Он был спрятан. Мы были знакомы более пятнадцати лет. Смею надеяться и потому смею сказать – мы были дружны. Но странной была эта дружба. Он был инициатором и администратором всех моих поездок в Японию. Он был моим антрепренером и переводчиком. Известное устоявшееся парное сочетание – «творец» и «продюсер». Ну всем же известно, что «творец» переменчив в настроениях, живет по воле внутреннего ритма, не склонен к дисциплине, потому что зависит от «вдохновения», капризен и тому подобное. «Продюсер» же обладает железной волей, подает пример точности, в отличие от «творца», погруженного в процесс создания, более всего заинтересован в результате и так далее. С Миядзавой получалось наоборот.
Это он исчезал внезапно и иногда надолго. Его нельзя было найти нигде. Потом вдруг звонил по телефону и сообщал, что плохо себя чувствовал и потому много дней ничего не ел, а только пил водку. Он мог, приехав в Москву, сказать: «Меня нашла такая-то (общая наша знакомая) и просила передать вам письмо... (пауза)... но я его потерял... (пауза)... это не имеет значения, потому что она и на словах передала мне это сообщение... (пауза)... для вас... (пауза)... но я забыл, про что она говорила».

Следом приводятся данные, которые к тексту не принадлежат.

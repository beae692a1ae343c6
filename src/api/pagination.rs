// src/api/pagination.rs
//! Cursor-following pagination over any Notion listing endpoint.
//!
//! A [`Pager`] hands each batch to the caller as soon as it arrives, so a
//! listing that fails halfway keeps everything it already yielded.

use super::types::PaginatedResponse;
use crate::error::FetchError;
use std::future::Future;
use std::marker::PhantomData;

/// Lazily walks a paginated listing one request at a time.
pub struct Pager<T, F> {
    fetch: F,
    cursor: Option<String>,
    exhausted: bool,
    batches_fetched: usize,
    _item: PhantomData<fn() -> T>,
}

impl<T, F, Fut> Pager<T, F>
where
    F: FnMut(Option<String>) -> Fut,
    Fut: Future<Output = Result<PaginatedResponse<T>, FetchError>>,
{
    /// `fetch` receives the cursor to resume from; `None` for the first request.
    pub fn new(fetch: F) -> Self {
        Self {
            fetch,
            cursor: None,
            exhausted: false,
            batches_fetched: 0,
            _item: PhantomData,
        }
    }

    /// Requests the next batch.
    ///
    /// Returns `None` once the listing is exhausted. A failed request is
    /// returned once and ends the listing; it is never retried.
    pub async fn next_batch(&mut self) -> Option<Result<Vec<T>, FetchError>> {
        if self.exhausted {
            return None;
        }

        let result = (self.fetch)(self.cursor.take()).await;
        self.batches_fetched += 1;

        match result {
            Ok(response) => {
                if response.continues() {
                    self.cursor = response.next_cursor;
                } else {
                    self.exhausted = true;
                }
                Some(Ok(response.results))
            }
            Err(e) => {
                self.exhausted = true;
                Some(Err(e))
            }
        }
    }

    /// Drains the listing into one vector, stopping at the first failure.
    pub async fn collect_all(mut self) -> (Vec<T>, Option<FetchError>) {
        let mut items = Vec::new();
        while let Some(batch) = self.next_batch().await {
            match batch {
                Ok(batch) => items.extend(batch),
                Err(e) => return (items, Some(e)),
            }
        }
        (items, None)
    }

    pub fn batches_fetched(&self) -> usize {
        self.batches_fetched
    }
}
// src/crawl/database.rs
//! Database processing: header, then every entry through the query endpoint.

use super::{Crawler, NodeOutcome};
use crate::api::{classify, Pager};
use crate::constants::DEPTH_STEP;
use crate::error::AppError;
use crate::model::NodeKind;
use crate::types::NotionId;
use futures::future::{FutureExt, LocalBoxFuture};

impl<'a> Crawler<'a> {
    /// Writes a database and its entries, starting at `depth`.
    ///
    /// Linked database views are marked processed and skipped without
    /// output; their rows belong to the source database.
    pub fn process_database<'s>(
        &'s mut self,
        id: &'s NotionId,
        depth: usize,
    ) -> LocalBoxFuture<'s, Result<NodeOutcome, AppError>> {
        async move {
            if self.is_processed(id) {
                log::debug!("Skipping already processed database: {}", id);
                self.stats.already_processed += 1;
                return Ok(NodeOutcome::AlreadyProcessed);
            }

            let database = match self.repo.retrieve_database(id).await {
                Ok(database) => database,
                Err(e) => {
                    log::warn!("Error accessing database {}: {}", id, e);
                    self.emit_error_marker(
                        depth,
                        format!("[error accessing database {}: {}]", id, e),
                        &e,
                    )?;
                    self.mark(id);
                    return Ok(NodeOutcome::ErrorMarked);
                }
            };

            if database.is_linked() {
                log::info!("Skipping linked database: {}", id);
                self.stats.linked_databases_skipped += 1;
                self.mark(id);
                return Ok(NodeOutcome::LinkedSkipped);
            }

            let title = database.title();
            log::info!("Processing database: {} - {}", id, title);
            self.emit(depth, format!("# Database: {} (ID: {})", title, id))?;
            self.stats.databases += 1;
            self.mark(id);

            self.process_entries(id, depth).await?;
            Ok(NodeOutcome::Emitted)
        }
        .boxed_local()
    }

    async fn process_entries(&mut self, id: &NotionId, depth: usize) -> Result<(), AppError> {
        let repo = self.repo;
        let mut pager = Pager::new(move |cursor| repo.query_database(id, cursor));
        let mut seen = 0usize;

        while let Some(batch) = pager.next_batch().await {
            self.stats.listing_requests += 1;
            let entries = match batch {
                Ok(entries) => entries,
                Err(e) => {
                    log::warn!("Error querying database {}: {}", id, e);
                    self.emit_error_marker(
                        depth,
                        format!("[error querying database {}: {}]", id, e),
                        &e,
                    )?;
                    break;
                }
            };

            for entry in entries {
                seen += 1;
                self.stats.database_entries += 1;
                log::info!("Processed entry {}: {}", seen, entry.title());

                if self.is_processed(&entry.id) {
                    log::debug!("Skipping already processed entry: {}", entry.id);
                    self.stats.already_processed += 1;
                    continue;
                }

                // Entries are almost always pages, but the query result
                // alone does not prove it.
                match classify(repo, &entry.id).await {
                    NodeKind::Database | NodeKind::LinkedDatabase => {
                        self.process_database(&entry.id, depth + DEPTH_STEP).await?;
                    }
                    NodeKind::Page => {
                        self.process_page(&entry.id, depth + DEPTH_STEP).await?;
                    }
                    // The listing itself vouches for a page; let the page
                    // processor record why it cannot be read.
                    NodeKind::Unknown if entry.is_page_object() => {
                        log::debug!("Entry {} unclassified, listed as a page", entry.id);
                        self.process_page(&entry.id, depth + DEPTH_STEP).await?;
                    }
                    kind @ (NodeKind::Block(_) | NodeKind::Unknown) => {
                        log::warn!(
                            "Skipping entry {} of database {}: listed as {:?}, classified as {}",
                            entry.id,
                            id,
                            entry.object,
                            kind
                        );
                        self.stats.unclassified_entries += 1;
                    }
                }
            }
        }

        log::debug!(
            "Database {} listed {} entries in {} requests",
            id,
            seen,
            pager.batches_fetched()
        );
        Ok(())
    }
}
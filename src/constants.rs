// src/constants.rs
//! Domain constants that define the operational boundaries of the system.
//!
//! Each constant is named for the domain concept it constrains, not its
//! technical role.

// ---------------------------------------------------------------------------
// Notion API boundaries
// ---------------------------------------------------------------------------

/// How many objects the Notion API returns per page of results.
///
/// The Notion API maximum is 100. We use the maximum to minimize
/// round-trips while walking listings.
pub const NOTION_API_PAGE_SIZE: usize = 100;

/// The API version pinned in every request.
pub const NOTION_VERSION: &str = "2022-06-28";

pub const API_BASE_URL: &str = "https://api.notion.com/v1";

// ---------------------------------------------------------------------------
// Corpus layout
// ---------------------------------------------------------------------------

/// How much deeper a node's content sits than the node itself.
///
/// Block children and database entries are written this many depth units
/// below their parent.
pub const DEPTH_STEP: usize = 2;

/// Spaces written per depth unit unless configured otherwise.
pub const DEFAULT_INDENT_UNIT: usize = 1;

pub const UNTITLED_PAGE: &str = "(untitled)";
pub const UNTITLED_DATABASE: &str = "(untitled database)";

// ---------------------------------------------------------------------------
// Files
// ---------------------------------------------------------------------------

pub const DEFAULT_OUTPUT_PATH: &str = "data/notion_extracted.txt";
pub const DEFAULT_STATE_PATH: &str = "data/processed_ids.json";

/// Name of the debug log written to the system temp directory.
pub const LOG_FILE_NAME: &str = "notion-harvest.log";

При этом – я повторяю – все его, фантастические подчас, затеи осуществлялись. Ведь поставил же я, русский режиссер, с японскими актерами ИБСЕНА! Ведь состоялся же в довольно большом токийском зале «ABC» мой пушкинский концерт!
Он мог через знакомых передать, что приедет проводить меня в аэропорт. Я знал, что у него в это время были тяжелейшие домашние обстоятельства и сам он был серьезно болен. Я не мог его разыскать и опять же через знакомых уговаривал его не приезжать, проститься по телефону. Поездка из Токио в аэропорт Нарита – это тяжелое путешествие. Туда и обратно полдня – не меньше. На машине еще дольше – трафик. Ехать надо поездом. Все договорено – нас с Наташей проводят до вокзала, и мы доедем сами. А ему до нашего отеля от его дома добираться еще около двух часов. «Умоляю, – говорил я знакомым, – уговорите Миядзаву-сан, что провожать нас не надо. Такая жара и такие ливни... а он болен». Знакомые пожимали плечами – уговорить Миядзаву-сан нельзя. Захочет – приедет.
Он приехал. В поезде мы почти все время молчали. Он был в своих мыслях и в своих бедах. Я сфотографировал его на фоне окна и проносящегося за окном пейзажа. Простились у пограничного контроля, и это в последний раз я видел его. Он опять исчез. Приезжал в Москву. Назначал свидания, но не приходил. Звонил из Токио.